Interprétation contractuelle à Hong Kong et Singapour : que se passe-t-il lorsque les parties désignent un centre d’arbitrage inexistant ?

En janvier 2023, le tribunal de première instance de Hong Kong Grand Océan & Williams Co Limited c.Huaxicun Offshore Engineering Co Ltd (江苏华西村海洋工程服务有限公司) [2023] HKCFI 86Grand Océan») a jugé qu’une clause d’arbitrage, régie par les lois de la République populaire de Chine (« RPC »), était nulle et ne pouvait être exécutée au motif que l’institution désignée n’existait pas. Sans institution existante nommée, la clause d’arbitrage ne répond pas aux exigences d’une convention d’arbitrage valide en vertu de la loi sur l’arbitrage de la RPC. Article 16 de la loi sur l’arbitrage de la RPC prévoit qu’une convention d’arbitrage doit contenir trois éléments, dont une commission arbitrale désignée et choisie par les parties. Sans cela, un accord n’est pas valable au sens de l’article 18.

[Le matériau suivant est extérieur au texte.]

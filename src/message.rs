//! Notification messages.
//!
//! [`OutboundMessage`] is a fully composed message on its way to the relay.
//! [`OutgoingMessage`] is a message the tracker is still building, which
//! decorators may stamp with extra headers.

use base64::{engine::general_purpose::STANDARD, Engine};
use mailparse::MailHeaderMap;
use regex::Regex;
use std::sync::OnceLock;

use crate::error::Error;

/// Header carrying the id of the ticket a notification belongs to.
pub const TICKET_ID_HEADER: &str = "X-Trac-Ticket-ID";

const CRLF: &str = "\r\n";

/// Rewrite every line ending (`\r\n`, `\r` or `\n`) as CRLF.
pub fn fix_eol(text: &str) -> String {
    static EOL: OnceLock<Regex> = OnceLock::new();
    let eol = EOL.get_or_init(|| Regex::new(r"\r\n|\r|\n").expect("valid regex"));
    eol.replace_all(text, CRLF).into_owned()
}

/// A composed message ready for delivery.
#[derive(Debug, Clone, PartialEq, Eq)]
pub struct OutboundMessage {
    /// Envelope sender.
    pub from: String,
    /// Envelope recipients.
    pub recipients: Vec<String>,
    /// Header and body text as composed.
    pub raw: String,
    /// Ticket the notification is about, if any.
    pub ticket_id: Option<i64>,
    /// The message's own `Message-ID` header.
    pub message_id: Option<String>,
}

impl OutboundMessage {
    /// Build a message with structured ticket and Message-ID fields.
    pub fn new(
        from: impl Into<String>,
        recipients: Vec<String>,
        raw: impl Into<String>,
    ) -> Self {
        Self {
            from: from.into(),
            recipients,
            raw: raw.into(),
            ticket_id: None,
            message_id: None,
        }
    }

    /// Set the ticket id.
    pub fn ticket_id(mut self, ticket_id: i64) -> Self {
        self.ticket_id = Some(ticket_id);
        self
    }

    /// Set the Message-ID.
    pub fn message_id(mut self, message_id: impl Into<String>) -> Self {
        self.message_id = Some(message_id.into());
        self
    }

    /// Build a message from raw text, reading the ticket id and Message-ID
    /// from its headers.
    pub fn parse(
        from: impl Into<String>,
        recipients: Vec<String>,
        raw: impl Into<String>,
    ) -> Result<Self, Error> {
        let raw = raw.into();
        let (headers, _) = mailparse::parse_headers(raw.as_bytes())?;

        let ticket_id = match headers.get_first_value(TICKET_ID_HEADER) {
            Some(value) => Some(value.trim().parse::<i64>().map_err(|_| {
                Error::MalformedMessage(format!("{TICKET_ID_HEADER} is not a number: {value:?}"))
            })?),
            None => None,
        };
        let message_id = headers
            .get_first_value("Message-ID")
            .map(|v| v.trim().to_string())
            .filter(|v| !v.is_empty());

        Ok(Self {
            from: from.into(),
            recipients,
            raw,
            ticket_id,
            message_id,
        })
    }

    /// Raw text with CRLF line endings, as RFC 2822 requires on the wire.
    pub fn wire_format(&self) -> String {
        fix_eol(&self.raw)
    }
}

/// A message under construction.
#[derive(Debug, Clone, Default, PartialEq, Eq)]
pub struct OutgoingMessage {
    headers: Vec<(String, String)>,
    /// Message body.
    pub body: String,
}

impl OutgoingMessage {
    pub fn new() -> Self {
        Self::default()
    }

    /// Set a header, replacing any existing header of the same name.
    ///
    /// Values that are not plain ASCII are written as RFC 2047 encoded-words
    /// in `charset`.
    pub fn set_header(&mut self, name: &str, value: &str, charset: &str) {
        let value = encode_header_value(value, charset);
        self.headers.retain(|(n, _)| !n.eq_ignore_ascii_case(name));
        self.headers.push((name.to_string(), value));
    }

    /// Value of the header `name`.
    pub fn header(&self, name: &str) -> Option<&str> {
        self.headers
            .iter()
            .find(|(n, _)| n.eq_ignore_ascii_case(name))
            .map(|(_, v)| v.as_str())
    }

    /// All headers in insertion order.
    pub fn headers(&self) -> &[(String, String)] {
        &self.headers
    }

    /// Render headers and body with CRLF line endings.
    pub fn to_raw(&self) -> String {
        let mut out = String::new();
        for (name, value) in &self.headers {
            out.push_str(name);
            out.push_str(": ");
            out.push_str(value);
            out.push_str(CRLF);
        }
        out.push_str(CRLF);
        out.push_str(&fix_eol(&self.body));
        out
    }
}

fn encode_header_value(value: &str, charset: &str) -> String {
    if value.bytes().all(|b| b.is_ascii() && !b.is_ascii_control()) {
        return value.to_string();
    }
    format!("=?{}?B?{}?=", charset, STANDARD.encode(value.as_bytes()))
}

Dans la décision, Anthony Chan J a fait référence à Klöckner Pentaplast GmbH & Co KG contre Advance Technology (HK) Co Ltd [2011] 4HKLRD 262Klöckner« ), dans lequel le juge Saunders avait estimé que la clause compromissoire en question ne satisfaisait pas aux exigences de sa loi applicable, la RPC. La clause détaillait :

  • comment les arbitres seraient nommés ;
  • les règles régissant la procédure d’arbitrage (les règles d’arbitrage de la Chambre de commerce internationale (« Règles de la CCI ») ;
  • la ville où se déroulerait la procédure d’arbitrage (Shanghai) ; et
  • les lois régissant l’accord (République fédérale d’Allemagne).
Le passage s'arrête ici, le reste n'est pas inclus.